Submitted by Administrator on

 

The Oakdale Summerfest Medallion Hunt is back again for its eighth consecutive year, promising a $1,500 cash prize, sponsored by the Oakdale Business and Professional Association.

The first clue was revealed at 9 a.m. on June 18 and they will continue to be issued at 7 a.m. each day this week until the medallion is found.

Clues are posted on the city of Oakdale website, can be picked up at City Hall, or by calling the medallion hotline at 651-734-2615.

As always, the medallion will be "creatively hidden" and in a location where people "don't have to climb, swim or dig," said event coordinator Larry Eberhard.

Past medallions have all been found in city's 25 parks, including last year's in Tanners Lake Park. It was the second time the medallion was hidden in that specific park since the city began its medallion hunt in 2000, said City Clerk Sue Barry.

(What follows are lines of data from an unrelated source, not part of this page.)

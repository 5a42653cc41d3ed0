pub mod collect;
pub mod edit;
pub mod ffmpeg;
pub mod files;
pub mod publish;
pub mod rearrange;
pub mod selector;
pub mod timeline;

pub use collect::{CollectOptions, Collected, collect};
pub use edit::{EditOptions, Editor, edit};
pub use publish::{PublishOptions, publish};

Though the hunt is open to all ages from any location inside and outside the Oakdale city limits, Eberhard said residents have predominantly been the winners in the past. "By and large, it's a very simple and innocent process," Eberhard said. He added that the medallion hunt is designed to be "very much family oriented ... (and to encourage people) to look around and explore the parks."

During last year's hunt, Oakdale resident Kari Hill, along with her children Nathan and Lauren, came up against numerous treasure seeking families, but was surprised one day to find some who claimed to be "professional" hunters.

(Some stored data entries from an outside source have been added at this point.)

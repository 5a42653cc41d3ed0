use crate::api::routing::{Endpoint, RequestBody, Router};
use crate::error::{CompyleError, Result};
use crate::google_oauth::endpoints::{GOOGLE_AUTH_URL, GOOGLE_TOKEN_URL, GoogleOauthEndpoints};
use crate::types::video::VideoMetadata;
use crate::types::youtube::{Category, CategoryList, UploadedVideo, VideoResource};
use bytes::Bytes;
use reqwest::Method;
use reqwest::header::{AUTHORIZATION, HeaderMap, HeaderValue, LOCATION};
use std::path::Path;
use std::time::Duration;
use tracing::{info, warn};
use url::Url;

pub const YOUTUBE_API_URL: &str = "https://www.googleapis.com/youtube/v3";
pub const YOUTUBE_UPLOAD_URL: &str = "https://www.googleapis.com/upload/youtube/v3";

/// Uploads of a full compilation take a while.
const UPLOAD_TIMEOUT: Duration = Duration::from_secs(30 * 60);

#[derive(Debug, Clone)]
pub struct YoutubeUrls {
    pub auth: String,
    pub token: String,
    pub api: String,
    pub upload: String,
}

impl Default for YoutubeUrls {
    fn default() -> Self {
        Self {
            auth: GOOGLE_AUTH_URL.to_string(),
            token: GOOGLE_TOKEN_URL.to_string(),
            api: YOUTUBE_API_URL.to_string(),
            upload: YOUTUBE_UPLOAD_URL.to_string(),
        }
    }
}

/// YouTube Data API client.
pub struct YoutubeApi {
    router: Router,
    access_token: Option<String>,
}

impl YoutubeApi {
    pub fn new(http: reqwest::Client, urls: &YoutubeUrls) -> Result<Self> {
        Ok(Self {
            router: build_router(http, urls)?,
            access_token: None,
        })
    }

    pub fn router(&self) -> &Router {
        &self.router
    }

    /// OAuth endpoints bound to the registered `auth` and `token` routes.
    pub fn oauth_endpoints(
        &self,
        client_id: &str,
        client_secret: &str,
        redirect_url: Url,
    ) -> Result<GoogleOauthEndpoints> {
        Ok(GoogleOauthEndpoints::new(
            client_id,
            client_secret,
            self.router.endpoint("auth")?.url()?,
            self.router.endpoint("token")?.url()?,
            redirect_url,
        ))
    }

    pub fn set_access_token(&mut self, access_token: String) {
        self.access_token = Some(access_token);
    }

    fn auth_headers(&self) -> Result<HeaderMap> {
        let token = self
            .access_token
            .as_ref()
            .ok_or(CompyleError::MissingAccessToken)?;
        let mut headers = HeaderMap::new();
        headers.insert(AUTHORIZATION, header_value(&format!("Bearer {token}"))?);
        Ok(headers)
    }

    /// Assignable categories of `region_code`, as `(title, id)`.
    pub async fn get_categories(&self, region_code: &str) -> Result<Vec<Category>> {
        let response = self
            .router
            .request(
                Method::GET,
                "categories",
                self.auth_headers()?,
                RequestBody::Empty,
                &[("part", "snippet".to_string()), ("regionCode", region_code.to_string())],
            )
            .await?;
        let list: CategoryList = response.json().await?;
        Ok(list.assignable())
    }

    pub async fn is_category(&self, id: &str) -> Result<bool> {
        let response = self
            .router
            .request(
                Method::GET,
                "categories",
                self.auth_headers()?,
                RequestBody::Empty,
                &[("part", "snippet".to_string()), ("id", id.to_string())],
            )
            .await?;
        let list: CategoryList = response.json().await?;
        Ok(!list.items.is_empty())
    }

    /// Upload the video described by `metadata` (files relative to `dir`)
    /// and return its id. The thumbnail is set when one is present; failing
    /// to set it does not fail the upload.
    pub async fn upload_video(&self, metadata: &VideoMetadata, dir: &Path) -> Result<String> {
        let video_path = dir.join(&metadata.video_file);
        let data = Bytes::from(tokio::fs::read(&video_path).await?);
        info!(path = %video_path.display(), bytes = data.len(), "uploading video");

        let session = self.start_upload_session(metadata, data.len()).await?;
        let response = self
            .router
            .execute(
                Method::PUT,
                "upload",
                session,
                self.auth_headers()?,
                RequestBody::Bytes {
                    content_type: "video/*".to_string(),
                    data,
                },
            )
            .await?;
        let uploaded: UploadedVideo = response.json().await?;
        info!(video_id = %uploaded.id, "video uploaded");

        // Unverified channels answer 403 here; the video exists either way.
        if let Some(thumbnail) = metadata.thumbnail_file.as_deref() {
            if let Err(e) = self.set_thumbnail(&uploaded.id, &dir.join(thumbnail)).await {
                warn!(video_id = %uploaded.id, error = %e, "thumbnail not set");
            }
        }
        Ok(uploaded.id)
    }

    /// Start a resumable upload and return the session URL.
    async fn start_upload_session(&self, metadata: &VideoMetadata, length: usize) -> Result<Url> {
        let mut headers = self.auth_headers()?;
        headers.insert("x-upload-content-type", HeaderValue::from_static("video/*"));
        headers.insert("x-upload-content-length", HeaderValue::from(length));

        let resource = VideoResource::from(metadata);
        let response = self
            .router
            .request(
                Method::POST,
                "upload",
                headers,
                RequestBody::Json(serde_json::to_value(&resource)?),
                &[
                    ("uploadType", "resumable".to_string()),
                    ("part", "snippet,status".to_string()),
                    ("notifySubscribers", "true".to_string()),
                ],
            )
            .await?;
        let location = response
            .headers()
            .get(LOCATION)
            .and_then(|v| v.to_str().ok())
            .ok_or_else(|| {
                CompyleError::UnexpectedResponse("resumable session without Location".to_string())
            })?;
        Ok(Url::parse(location)?)
    }

    pub async fn set_thumbnail(&self, video_id: &str, path: &Path) -> Result<()> {
        let data = Bytes::from(tokio::fs::read(path).await?);
        self.router
            .request(
                Method::POST,
                "thumbnail",
                self.auth_headers()?,
                RequestBody::Bytes {
                    content_type: "image/jpeg".to_string(),
                    data,
                },
                &[
                    ("videoId", video_id.to_string()),
                    ("uploadType", "media".to_string()),
                ],
            )
            .await?;
        info!(video_id = %video_id, "thumbnail set");
        Ok(())
    }
}

pub fn video_url(id: &str) -> String {
    format!("https://www.youtube.com/watch?v={id}")
}

pub fn build_router(http: reqwest::Client, urls: &YoutubeUrls) -> Result<Router> {
    let mut router = Router::new(http, false).with_timeout(UPLOAD_TIMEOUT);
    router.register("auth", Endpoint::new(&urls.auth, "auth", &[], &[])?)?;
    router.register("token", Endpoint::new(&urls.token, "token", &[], &[])?)?;
    router.register(
        "categories",
        Endpoint::new(&urls.api, "videoCategories", &["part"], &["id", "regionCode", "hl"])?,
    )?;
    router.register(
        "upload",
        Endpoint::new(
            &urls.upload,
            "videos",
            &["uploadType", "part"],
            &["notifySubscribers"],
        )?,
    )?;
    router.register(
        "thumbnail",
        Endpoint::new(&urls.upload, "thumbnails/set", &["videoId"], &["uploadType"])?,
    )?;
    Ok(router)
}

fn header_value(value: &str) -> Result<HeaderValue> {
    HeaderValue::from_str(value).map_err(|e| CompyleError::UnexpectedResponse(e.to_string()))
}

Surprised at their seriousness, Hill told the professionals good luck and that she hoped to see their name in the newspaper.

"Then it was me that found it," she said, laughing.

The Hill family spent most of the day during last year's Summerfest week scouring the parks, only to stumble upon the medallion at Tanners Lake Park on Saturday after the sixth clue was released. They had already searched Tanners that day, Kari said, but she got twisted around and decided to go back one more time, only to find the 4-inch diameter clear plastic coin.

Kari Hill said the medallion hunt is a "great community building event" that allowed her family to see what the city parks had to offer, exactly the goals of Eberhard, Barry and other Summerfest organizers.